In northeastern Arizona lies a region named El Desierto Pintado or The Painted Desert by Spanish explorers. In its midst is a 346 square region that is the Petrified Forest National Park. Part of the late Triassic Chinle Formation (which is formed of mudstone, siltstone, sandstone, and conglomerate deposited into channels and floodplains of a large river system) the park is part of a broader area famous for petrified fallen trees from forests that date to the Late Triassic Epoch, about 225 million years ago. Pushed upwards starting around 60 million years ago the upper layers were eroded away by wind and rain exposing fossils. A humans in the area only began about 8000 years ago, when migrants entered the region eventually growing corn, and building pit houses and pueblos. Changing climate conditions eventually drove the descendants of these settlers out of the area and into the Hopi and Navajo regions.
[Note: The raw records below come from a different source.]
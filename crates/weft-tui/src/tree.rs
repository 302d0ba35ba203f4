//! Element tree — an id-arena scene graph with dirty propagation.

use std::collections::HashMap;

use crate::element::{BorderStyle, Element, ElementId, TextAlign};
use crate::error::{Result, WeftError};
use crate::event::Event;
use crate::layout::LayoutStyle;
use crate::style::Style;

type AddedHook = Box<dyn FnMut(ElementId)>;

/// Owns every element and the parent/child edges between them.
///
/// Elements are addressed by [`ElementId`]. Mutations route through the
/// tree so the dirty flag propagates to the root; stale ids no-op.
#[derive(Default)]
pub struct ElementTree {
    nodes: HashMap<u64, Element>,
    next_id: u64,
    root: Option<ElementId>,
    child_added: Vec<AddedHook>,
    focusable_added: Vec<AddedHook>,
}

impl ElementTree {
    /// Create an empty tree.
    pub fn new() -> Self {
        Self::default()
    }

    /// Insert a detached element, returning its id.
    pub fn insert(&mut self, element: Element) -> ElementId {
        let id = ElementId(self.next_id);
        self.next_id += 1;
        self.nodes.insert(id.0, element);
        id
    }

    /// The root element, if one has been set.
    pub fn root(&self) -> Option<ElementId> {
        self.root
    }

    /// Set the root element and announce the whole existing subtree to
    /// the child-added and focusable-added hooks, so observers learn
    /// about every already-present element.
    pub fn set_root(&mut self, id: ElementId) {
        if !self.contains(id) {
            return;
        }
        self.root = Some(id);
        self.mark_dirty(id);
        for node in self.pre_order(id) {
            self.announce(node);
        }
    }

    /// Number of live elements.
    pub fn len(&self) -> usize {
        self.nodes.len()
    }

    /// Returns true if the tree holds no elements.
    pub fn is_empty(&self) -> bool {
        self.nodes.is_empty()
    }

    /// Returns true if the id refers to a live element.
    pub fn contains(&self, id: ElementId) -> bool {
        self.nodes.contains_key(&id.0)
    }

    /// Immutable access to an element.
    pub fn get(&self, id: ElementId) -> Option<&Element> {
        self.nodes.get(&id.0)
    }

    pub(crate) fn get_mut(&mut self, id: ElementId) -> Option<&mut Element> {
        self.nodes.get_mut(&id.0)
    }

    /// Register a hook fired for every element added under the root.
    pub fn on_child_added(&mut self, hook: impl FnMut(ElementId) + 'static) {
        self.child_added.push(Box::new(hook));
    }

    /// Register a hook fired for every *focusable* element added under
    /// the root.
    pub fn on_focusable_added(&mut self, hook: impl FnMut(ElementId) + 'static) {
        self.focusable_added.push(Box::new(hook));
    }

    /// Attach `child` under `parent`.
    ///
    /// Fails if either id is dead, the child already has a parent, or
    /// the attachment would create a cycle. When the parent is reachable
    /// from the root, the added subtree is announced to the hooks.
    pub fn add_child(&mut self, parent: ElementId, child: ElementId) -> Result<()> {
        if !self.contains(parent) || !self.contains(child) {
            return Err(WeftError::Element("add_child: unknown element".into()));
        }
        if self.get(child).and_then(|e| e.parent).is_some() {
            return Err(WeftError::Element(
                "add_child: child already has a parent".into(),
            ));
        }
        if child == parent || self.is_ancestor(child, parent) {
            return Err(WeftError::Element(
                "add_child: attachment would create a cycle".into(),
            ));
        }

        if let Some(p) = self.get_mut(parent) {
            p.children.push(child);
        }
        if let Some(c) = self.get_mut(child) {
            c.parent = Some(parent);
        }
        self.mark_dirty(parent);

        if self.is_connected(parent) {
            for node in self.pre_order(child) {
                self.announce(node);
            }
        }
        Ok(())
    }

    /// Remove an element and its whole subtree. Returns the removed
    /// ids (pre-order) so observers can drop their references.
    pub fn remove(&mut self, id: ElementId) -> Vec<ElementId> {
        if !self.contains(id) {
            return Vec::new();
        }
        let parent = self.get(id).and_then(|e| e.parent);
        if let Some(p) = parent
            && let Some(pe) = self.get_mut(p)
        {
            pe.children.retain(|&c| c != id);
        }
        if self.root == Some(id) {
            self.root = None;
        }

        let removed = self.pre_order(id);
        for &node in &removed {
            self.nodes.remove(&node.0);
        }
        if let Some(p) = parent {
            self.mark_dirty(p);
        }
        removed
    }

    /// Mark an element and every ancestor dirty, invalidating cached
    /// intrinsic sizes along the path. Reading layout never dirties.
    pub fn mark_dirty(&mut self, id: ElementId) {
        let mut cursor = Some(id);
        while let Some(node) = cursor {
            match self.get_mut(node) {
                Some(el) => {
                    el.dirty = true;
                    el.intrinsic = None;
                    cursor = el.parent;
                }
                None => break,
            }
        }
    }

    /// Replace an element's layout style.
    pub fn set_layout_style(&mut self, id: ElementId, layout: LayoutStyle) {
        if let Some(el) = self.get_mut(id) {
            el.layout = layout;
            self.mark_dirty(id);
        }
    }

    /// Replace an element's visual style.
    pub fn set_visual_style(&mut self, id: ElementId, style: Style) {
        if let Some(el) = self.get_mut(id) {
            el.visual = style;
            self.mark_dirty(id);
        }
    }

    /// Replace an element's text content.
    pub fn set_text(&mut self, id: ElementId, text: impl Into<String>) {
        if let Some(el) = self.get_mut(id) {
            el.text = Some(text.into());
            self.mark_dirty(id);
        }
    }

    /// Set text alignment.
    pub fn set_text_align(&mut self, id: ElementId, align: TextAlign) {
        if let Some(el) = self.get_mut(id) {
            el.text_align = align;
            self.mark_dirty(id);
        }
    }

    /// Set or clear the border.
    pub fn set_border(&mut self, id: ElementId, border: Option<BorderStyle>) {
        if let Some(el) = self.get_mut(id) {
            el.border = border;
            self.mark_dirty(id);
        }
    }

    /// Set or clear the border title.
    pub fn set_title(&mut self, id: ElementId, title: Option<String>) {
        if let Some(el) = self.get_mut(id) {
            el.title = title;
            self.mark_dirty(id);
        }
    }

    /// Toggle focusability.
    pub fn set_focusable(&mut self, id: ElementId, focusable: bool) {
        if let Some(el) = self.get_mut(id) {
            el.focusable = focusable;
        }
    }

    /// Attach an `on_event` hook. The hook returns true to consume.
    pub fn on_event(&mut self, id: ElementId, hook: impl FnMut(&Event) -> bool + 'static) {
        if let Some(el) = self.get_mut(id) {
            el.hooks.on_event = Some(Box::new(hook));
        }
    }

    /// Attach an `on_click` hook.
    pub fn on_click(&mut self, id: ElementId, hook: impl FnMut() + 'static) {
        if let Some(el) = self.get_mut(id) {
            el.hooks.on_click = Some(Box::new(hook));
        }
    }

    /// Attach an `on_focus` hook.
    pub fn on_focus(&mut self, id: ElementId, hook: impl FnMut() + 'static) {
        if let Some(el) = self.get_mut(id) {
            el.hooks.on_focus = Some(Box::new(hook));
        }
    }

    /// Attach an `on_blur` hook.
    pub fn on_blur(&mut self, id: ElementId, hook: impl FnMut() + 'static) {
        if let Some(el) = self.get_mut(id) {
            el.hooks.on_blur = Some(Box::new(hook));
        }
    }

    /// Deliver an event to an element's `on_event` hook.
    ///
    /// Returns true if the hook consumed the event; false for dead ids
    /// or hookless elements.
    pub fn handle_event(&mut self, id: ElementId, event: &Event) -> bool {
        let Some(el) = self.get_mut(id) else {
            return false;
        };
        match el.hooks.on_event.as_mut() {
            Some(hook) => hook(event),
            None => false,
        }
    }

    /// Fire an element's click hook, if any.
    pub fn fire_click(&mut self, id: ElementId) {
        if let Some(el) = self.get_mut(id)
            && let Some(hook) = el.hooks.on_click.as_mut()
        {
            hook();
        }
    }

    pub(crate) fn fire_focus(&mut self, id: ElementId) {
        if let Some(el) = self.get_mut(id)
            && let Some(hook) = el.hooks.on_focus.as_mut()
        {
            hook();
        }
    }

    pub(crate) fn fire_blur(&mut self, id: ElementId) {
        if let Some(el) = self.get_mut(id)
            && let Some(hook) = el.hooks.on_blur.as_mut()
        {
            hook();
        }
    }

    /// Returns true if the element is live and focusable.
    pub fn is_focusable(&self, id: ElementId) -> bool {
        self.get(id).is_some_and(Element::is_focusable)
    }

    /// Child ids of an element (empty for dead ids).
    pub fn children(&self, id: ElementId) -> &[ElementId] {
        self.get(id).map(Element::children).unwrap_or(&[])
    }

    /// The deepest element whose border box contains the point.
    /// Children are tested before their parent; later siblings win.
    pub fn element_at_point(&self, x: u16, y: u16) -> Option<ElementId> {
        let root = self.root?;
        self.hit(root, x, y, false)
    }

    /// The deepest *focusable* element whose border box contains the
    /// point. Used to route mouse events.
    pub fn focusable_at_point(&self, x: u16, y: u16) -> Option<ElementId> {
        let root = self.root?;
        self.hit(root, x, y, true)
    }

    fn hit(&self, id: ElementId, x: u16, y: u16, focusable_only: bool) -> Option<ElementId> {
        let el = self.get(id)?;
        if !el.rect.contains(x, y) {
            return None;
        }
        for &child in el.children.iter().rev() {
            if let Some(found) = self.hit(child, x, y, focusable_only) {
                return Some(found);
            }
        }
        if focusable_only && !el.focusable {
            return None;
        }
        Some(id)
    }

    /// The ids of a subtree in pre-order (parents before children).
    pub fn pre_order(&self, id: ElementId) -> Vec<ElementId> {
        let mut out = Vec::new();
        self.collect_pre_order(id, &mut out);
        out
    }

    fn collect_pre_order(&self, id: ElementId, out: &mut Vec<ElementId>) {
        let Some(el) = self.get(id) else { return };
        out.push(id);
        for &child in &el.children {
            self.collect_pre_order(child, out);
        }
    }

    fn is_ancestor(&self, candidate: ElementId, of: ElementId) -> bool {
        let mut cursor = self.get(of).and_then(|e| e.parent);
        while let Some(node) = cursor {
            if node == candidate {
                return true;
            }
            cursor = self.get(node).and_then(|e| e.parent);
        }
        false
    }

    fn is_connected(&self, id: ElementId) -> bool {
        let Some(root) = self.root else { return false };
        let mut cursor = Some(id);
        while let Some(node) = cursor {
            if node == root {
                return true;
            }
            cursor = self.get(node).and_then(|e| e.parent);
        }
        false
    }

    fn announce(&mut self, id: ElementId) {
        let focusable = self.is_focusable(id);
        let mut child_hooks = std::mem::take(&mut self.child_added);
        for hook in &mut child_hooks {
            hook(id);
        }
        self.child_added = child_hooks;

        if focusable {
            let mut focus_hooks = std::mem::take(&mut self.focusable_added);
            for hook in &mut focus_hooks {
                hook(id);
            }
            self.focusable_added = focus_hooks;
        }
    }
}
Early Tourist Guide for the Petrified National Forest
Ever since the early 20th century, scientists have been unearthing and examining the rich fossils deposit in the Painted Forest. Giant reptiles called phytosaurs, large amphibians, and others have been discovered here, but the most famous fossils are those of plants of the Late Triassic Mesozoic period including ferns, lycophytes, cycads, gingkoes and others. At the time these plants and creatures lived, the park was part of the super-continent Pangaea, and located much further south, near the equator in fact, and the climate of the region was humid and sub-tropical, far different from the barren and arid deserts of today.
A view at Petrified Forest National Park, a site managed by the National Park Service in Arizona.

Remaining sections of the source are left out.